Re: [Announce] Linux-tiny project revival
From: Kyle Moffett
Date: Fri Sep 21 2007 - 17:35:00 EST
On Sep 20, 2007, at 19:18:41, Rob Landley wrote:
On Thursday 20 September 2007 4:26:13 pm Indan Zupancic wrote:
But the problem remains that there are printk's which don't have a
KERN_* as the first argument. Those are also impossible to get rid
off in this way, as the loglevel is unknown (and you don't want
partially printed messages).
So adding the comma is really needed and in addition all printk's
without a loglevel should get one. Which clutters the code and may
increase codesize.
It's ok to _explicitly_ not have a loglevel, and thus take a known
default. The problem is printing out less than a full line,
continuing it later, and not making obvious at compile time what
the level of this chunk is.
That's actually a fairly straightforward problem to solve. Really we
ought to be able to guarantee that lines from different CPUs are not
intermixed. This can end up in a log like this:
info: Current device state: <1>netdev watchdog timeout: eth0
reg1=0xABCD reg2=0xDEADBEEF
Clearly unpleasant, no? Really any logging which wants to print out
a bunch of stuff with multiple printk()s should use an API something
like this:
Option 1: Buffer allocated with kmalloc(). Sleep-ish context, can
handle failures easily
struct printk_queue qpk;
if (qprintk_kmalloc(&qpk, level, GFP_KERNEL))
return -ENOMEM;
qprintk(&qpk, "Some string here:");
qprintk(&qpk, " %d, %s, %d", 4, some_string, 42);
qprintk_finish(&qpk);
Option 2: Preallocated per-cpu buffer. preempt_disable()d
struct printk_queue qpk;
qprintk_percpu(&qpk, level);
[...]
qprintk_finish(&qpk);
Option 3: Preallocated per-cpu interrupts-only buffer. Only from
code which may interrupt a preempt_disable() section
struct printk_queue qpk;
qprintk_irq(&pqk, level)
[...]
qprintk_finish(&qpk);
For all of the above, the final "qprintk_finish()" call would
essentially take the printk spinlock and write the contents of the
qpk->buffer into the dmesg ringbuffer, inserting ("<%d>", level) at
the beginning and after each newline. The buffers would all be some
useful fixed size (a page?); if you need more than that then you are
probably trying to queue too much and excess data would be truncated.

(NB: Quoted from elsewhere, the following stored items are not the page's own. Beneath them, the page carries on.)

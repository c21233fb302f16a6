//! The three tasks that mutate session state: the diff-polling loop, the
//! fenced move-submission protocol (with its interactive staging front end),
//! and the autoplay agent loop.

use std::cell::Cell;

use log::debug;

use crate::api::{ApiError, GameApi};
use crate::session::Shared;

pub(crate) mod agent;
pub(crate) mod poller;
pub(crate) mod staging;
pub mod submit;

pub use submit::SubmitOutcome;

/// RAII ticket for the at-most-one-in-flight rule. A timer tick (or user
/// gesture) that cannot acquire it performs no network call.
pub(crate) struct InFlightGuard<'a> {
    gate: &'a Cell<bool>,
}

impl<'a> InFlightGuard<'a> {
    pub(crate) fn try_acquire(gate: &'a Cell<bool>) -> Option<InFlightGuard<'a>> {
        if gate.get() {
            return None;
        }
        gate.set(true);
        Some(InFlightGuard { gate })
    }
}

impl Drop for InFlightGuard<'_> {
    fn drop(&mut self) {
        self.gate.set(false);
    }
}

/// One Resyncing step: fetch a fresh snapshot and adopt version + snapshot as
/// a single pair. This is the only code path that ever mutates the snapshot.
///
/// Callers must hold the in-flight gate.
pub(crate) async fn resync_locked(
    api: &GameApi,
    shared: &Shared,
    generation: u64,
) -> Result<(), ApiError> {
    let game_id = shared.state.borrow().game_id.clone();
    let fresh = api.load_snapshot(&game_id).await?;
    if shared.generation.get() != generation {
        debug!("discarding resync result for game {game_id}; session was torn down");
        return Ok(());
    }
    let mut state = shared.state.borrow_mut();
    state.version = fresh.version;
    state.snapshot = fresh.state;
    Ok(())
}
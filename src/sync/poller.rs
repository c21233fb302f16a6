//! Synchronization loop: a cheap "what changed since version V" probe on a
//! fixed period, falling back to a full resync whenever the probe reports a
//! newer version or the diff horizon is gone.

use std::rc::Rc;
use std::time::Duration;

use actix_rt::task::JoinHandle;
use actix_rt::time;
use log::{debug, trace};

use crate::api::{DiffOutcome, GameApi};
use crate::session::Shared;
use crate::sync::{resync_locked, InFlightGuard};

pub(crate) fn spawn(api: Rc<GameApi>, shared: Rc<Shared>, period: Duration) -> JoinHandle<()> {
    let generation = shared.generation.get();
    actix_rt::spawn(async move {
        loop {
            time::sleep(period).await;
            if shared.generation.get() != generation {
                break;
            }
            let Some(_guard) = InFlightGuard::try_acquire(&shared.busy) else {
                trace!("sync tick skipped; an operation is already in flight");
                continue;
            };
            tick(&api, &shared, generation).await;
        }
    })
}

async fn tick(api: &GameApi, shared: &Shared, generation: u64) {
    let (game_id, since) = {
        let state = shared.state.borrow();
        (state.game_id.clone(), state.version)
    };
    match api.query_diff(&game_id, since).await {
        Ok(DiffOutcome::Unchanged) => {}
        Ok(DiffOutcome::Changed { to_version }) => {
            debug!("remote is at version {to_version}, local at {since}; resyncing");
            if let Err(err) = resync_locked(api, shared, generation).await {
                debug!("resync failed: {err}; retrying next tick");
            }
        }
        Ok(DiffOutcome::SnapshotRequired) => {
            debug!("diff horizon exceeded at version {since}; resyncing");
            if let Err(err) = resync_locked(api, shared, generation).await {
                debug!("resync failed: {err}; retrying next tick");
            }
        }
        // transient failure: no state change, the next tick retries naturally
        Err(err) => debug!("diff probe failed: {err}; retrying next tick"),
    }
}
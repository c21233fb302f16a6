pub mod game_state;
pub mod messages;

// Re-export important types
pub use game_state::*;
pub use messages::*;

Since the level would be a constant passed to qprintk_
{kmalloc,percpu,irq} in almost every case, you could easily do
something like this:
static inline int qprintk_kmalloc(struct printk_queue *qpk,
unsigned int level, gfp_t gfp)
{
if (level > CONFIG_MAX_LOG_LEVEL) {
qpk->type = QPRINTK_TYPE_NONE; /* also 0 */
qpk->buffer = NULL;
return 0;
}
_qprintk_kmalloc(qpk, level, gfp);
}
#define qprintk(QPK, FMT...) do { \
if ((QPK)->type)
_qprintk(QPK, FMT);
} while(0)
With a bit more glue that would cause GCC to notice that for a given
qprintk_kmalloc the "qpk->type" is always zero because the level is
too high, and therefore it would optimize out *ALL* of the
_qprintk_kmalloc(), _qprintk(), and _qprintk_finish() calls.